Although it has probably not been very obvious in recent months, election campaigning in the Czech Republic has rules set by law. What is the importance of ethics in campaigning and what conduct is already beyond the boundaries set by law?

Unless you’ve been on a long vacation or business trip for the last few months, you certainly couldn’t have missed it. The election campaign and now the election of the head of state are behind us. It has been described by some political analysts and journalists as the most heated and contentious of all presidential election campaigns in the modern history of our country. I also remember quite vividly both previous direct elections and, compared to the campaign that has just taken place, I would probably agree with this assertion. However, it’s also possible that selective memory is at work here, trying to displace negative experiences, since previous campaigns were certainly not conducted in the spirit of fair play (unless there’s something impossible about the very combination of the terms “election campaign” and “spirit of fair play”).

I’d like to assure our esteemed readers that the purpose of my editorial today is not to add another political commentary to the pile of already published analyses and opinions. As an attorney, I’d like to look at the legal regulation of election campaigns and try to summarize the boundaries within which individual candidates and especially their marketing teams move during the campaign and how realistic it is that they sometimes cross that boundary. Most of us – those who follow the political scene with an eye toward maintaining our sanity – suspect that there are rules about campaign finance or the release of polls at some point in the run-up to an election. After looking into the Presidential Election Act, however, I was surprised by the detail of the legal regulation. Indeed, I don’t come across this kind of legal regulation very often in the practice of law.

I was perhaps vaguely aware that persons entering an election campaign in support of a candidate would be required to register with the Office for Supervision of the Management of Political Parties and Political Movements. This is actually only because in 2013, during the first direct elections, there was a lot of discussion about a full-page ad in a tabloid newspaper slandering one of the candidates. The advert at the time did not contain any indication of a registered supporter of the other candidate and thus clearly breached the legal rules. Incidentally, this database of supporters is also publicly available on the Authority’s website for this year’s elections and it would probably be interesting to try to make a comparison between the sponsors of individual billboards and the officially declared group of supporters. I would hazard a guess that the first group would be considerably larger (again, strictly speaking, in violation of the law).

However, I was very surprised that the Presidential Election Act contains a provision that literally reads “The election campaign must be conducted honestly and fairly, and in particular no false information about candidates may be published.” Does the law directly define campaign rules in this way, even referring to the concepts of “honesty” and “integrity”? Did the legislature really run the risk of someone arguing and proving in a court of law what is true and what is false? We can all remember examples from the past when blatantly false information was published about individual candidates. So is this an empty provision of the law? As you may have guessed, it’s not that simple. The Supreme Administrative Court’s decision in the proceedings on the invalidity of the presidential election concerning the first direct presidential election held in 2013 will help us to find answers to these questions.

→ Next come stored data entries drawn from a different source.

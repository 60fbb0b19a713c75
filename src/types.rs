//! The type-graph record (format spec §3.2).
//!
//! A `Type` value is already fully resolved: every sub-type, ABI, section,
//! or string it mentions is a section-local offset, not a nested value.
//! Building a `Type` from the caller-facing, still-nested input shape is
//! the encoder's job ([`crate::write::package::PackageType`] +
//! [`crate::write::builder::TypeBuilder::add`]); once built, the same
//! `Type` enum is what the decoder reconstructs from the bytes.

use crate::common::TypeKind;
use crate::error::{Error, Result};
use crate::primitive::{Reader, Writer};

/// One parameter of a [`Type::Signature`]: `(name-offset, type-offset)`.
#[derive(Debug, Clone, Copy, PartialEq, Eq, Hash)]
pub struct Param {
    /// Strings-section offset of the parameter's name (may be empty).
    pub name_offset: u64,
    /// Types-section offset of the parameter's type.
    pub type_offset: u64,
}

/// A fully-resolved type-graph node.
#[derive(Debug, Clone, PartialEq, Eq, Hash)]
pub enum Type {
    /// The nil/unit type marker, always present at offset 0.
    None,
    /// A primitive type.
    Basic(crate::common::BasicKind),
    /// A function type.
    Signature {
        params: Vec<Param>,
        /// Types-section offset of the result type, or 0 for none.
        result: u64,
        /// Strings-section offset of a human-readable rendering.
        display_name: u64,
    },
    /// A named calling convention.
    Abi {
        /// ABIs-section offset.
        abi_offset: u64,
    },
    /// A named program section.
    Section {
        /// Program-sections-section offset.
        section_offset: u64,
    },
    /// A fixed-length homogeneous array.
    Array {
        length: u64,
        /// Types-section offset of the element type.
        element_type_offset: u64,
    },
}

impl Type {
    pub(crate) fn kind(&self) -> TypeKind {
        match self {
            Type::None => TypeKind::None,
            Type::Basic(_) => TypeKind::Basic,
            Type::Signature { .. } => TypeKind::Signature,
            Type::Abi { .. } => TypeKind::Abi,
            Type::Section { .. } => TypeKind::Section,
            Type::Array { .. } => TypeKind::Array,
        }
    }

    /// Section-local offsets of every sub-type/ABI/section this type
    /// references, used by the encoder to enforce the "sub-types precede
    /// their parent" ordering invariant and by the decoder to validate it.
    pub(crate) fn referenced_type_offsets(&self) -> Vec<u64> {
        match self {
            Type::None | Type::Basic(_) | Type::Abi { .. } | Type::Section { .. } => Vec::new(),
            Type::Signature { params, result, .. } => {
                let mut offsets: Vec<u64> = params.iter().map(|p| p.type_offset).collect();
                if *result != 0 {
                    offsets.push(*result);
                }
                offsets
            }
            Type::Array {
                element_type_offset,
                ..
            } => vec![*element_type_offset],
        }
    }

    pub(crate) fn encode_payload(&self, w: &mut Writer) -> Result<()> {
        match self {
            Type::None => {}
            Type::Basic(kind) => w.write_u8(*kind as u8),
            Type::Signature {
                params,
                result,
                display_name,
            } => {
                if params.len() > u16::MAX as usize {
                    return Err(Error::RecordTooLarge {
                        what: "signature parameter list",
                        len: params.len(),
                    });
                }
                w.write_u16(params.len() as u16);
                for p in params {
                    w.write_u64(p.name_offset);
                    w.write_u64(p.type_offset);
                }
                w.write_u64(*result);
                w.write_u64(*display_name);
            }
            Type::Abi { abi_offset } => w.write_u64(*abi_offset),
            Type::Section { section_offset } => w.write_u64(*section_offset),
            Type::Array {
                length,
                element_type_offset,
            } => {
                w.write_u64(*length);
                w.write_u64(*element_type_offset);
            }
        }
        Ok(())
    }

    pub(crate) fn decode(kind: TypeKind, payload: &[u8]) -> Result<Type> {
        let mut r = Reader::new(payload);
        let ty = match kind {
            TypeKind::None => Type::None,
            TypeKind::Basic => Type::Basic(crate::common::BasicKind::from_u8(r.read_u8()?)?),
            TypeKind::Signature => {
                let count = r.read_u16()? as usize;
                let mut params = Vec::with_capacity(count);
                for _ in 0..count {
                    let name_offset = r.read_u64()?;
                    let type_offset = r.read_u64()?;
                    params.push(Param {
                        name_offset,
                        type_offset,
                    });
                }
                let result = r.read_u64()?;
                let display_name = r.read_u64()?;
                Type::Signature {
                    params,
                    result,
                    display_name,
                }
            }
            TypeKind::Abi => Type::Abi {
                abi_offset: r.read_u64()?,
            },
            TypeKind::Section => Type::Section {
                section_offset: r.read_u64()?,
            },
            TypeKind::Array => {
                let length = r.read_u64()?;
                let element_type_offset = r.read_u64()?;
                Type::Array {
                    length,
                    element_type_offset,
                }
            }
        };
        Ok(ty)
    }
}

#[cfg(test)]
mod tests {
    use super::*;
    use crate::common::BasicKind;

    fn round_trip(ty: &Type) -> Type {
        let mut w = Writer::new();
        ty.encode_payload(&mut w).unwrap();
        let payload = w.into_bytes();
        Type::decode(ty.kind(), &payload).unwrap()
    }

    #[test]
    fn none_round_trips() {
        assert_eq!(round_trip(&Type::None), Type::None);
    }

    #[test]
    fn basic_round_trips() {
        let ty = Type::Basic(BasicKind::Uint16);
        assert_eq!(round_trip(&ty), ty);
    }

    #[test]
    fn signature_round_trips_with_params() {
        let ty = Type::Signature {
            params: vec![
                Param {
                    name_offset: 4,
                    type_offset: 8,
                },
                Param {
                    name_offset: 20,
                    type_offset: 8,
                },
            ],
            result: 8,
            display_name: 40,
        };
        assert_eq!(round_trip(&ty), ty);
    }

    #[test]
    fn array_round_trips() {
        let ty = Type::Array {
            length: 10,
            element_type_offset: 8,
        };
        assert_eq!(round_trip(&ty), ty);
    }

    #[test]
    fn referenced_offsets_cover_signature_params_and_result() {
        let ty = Type::Signature {
            params: vec![Param {
                name_offset: 0,
                type_offset: 8,
            }],
            result: 16,
            display_name: 0,
        };
        assert_eq!(ty.referenced_type_offsets(), vec![8, 16]);
    }

    #[test]
    fn referenced_offsets_empty_for_leaf_types() {
        assert!(Type::None.referenced_type_offsets().is_empty());
        assert!(Type::Basic(BasicKind::Bool)
            .referenced_type_offsets()
            .is_empty());
    }
}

Many of us will remember that the election campaign at that time, right from the first direct election, showed that in the pursuit of votes some candidates didn’t worry too much about what was honest and fair. In the court proceedings, the appellant listed a total of twelve “fouls” that the then presidential candidate and Minister of Foreign Affairs Karel Schwarzenberg had had to face. This included, among other things, the deliberate distortion of statements about the legal nature of the so-called Benes Decrees, the publication of patently false information about the use of Nazi symbols in Mr. Schwarzenberg’s ancestral residence, completely fabricated information about the alleged support of a representative of the Sudeten German Regional Association, or the publication of the aforementioned false and misleading advertisement on the first day of the second round of the elections.

In the reasons for its decision, the Supreme Administrative Court agreed with the appellant’s view that many of the above-mentioned claims made to voters during the election campaign “may have appeared to many people to be unfair, demagogic and some even false.” The court then also stated that any invalidation of an election must be a wholly exceptional decision, as it interferes with the decision of the electorate as the sovereign of the electoral system. For such intervention, the court defined the following three conditions – (i) the illegality of the conduct, (ii) the relationship between that illegality and the election of the winning candidate, and (iii) the fundamental intensity of that illegality. Intensity may consist not only in one intensive illegal act, but also in the accumulation of a greater number of weaker illegal acts. In this context, the Court used L. L. Fuller’s simile “most of the injustices of this world are not committed with fists, but with elbows.”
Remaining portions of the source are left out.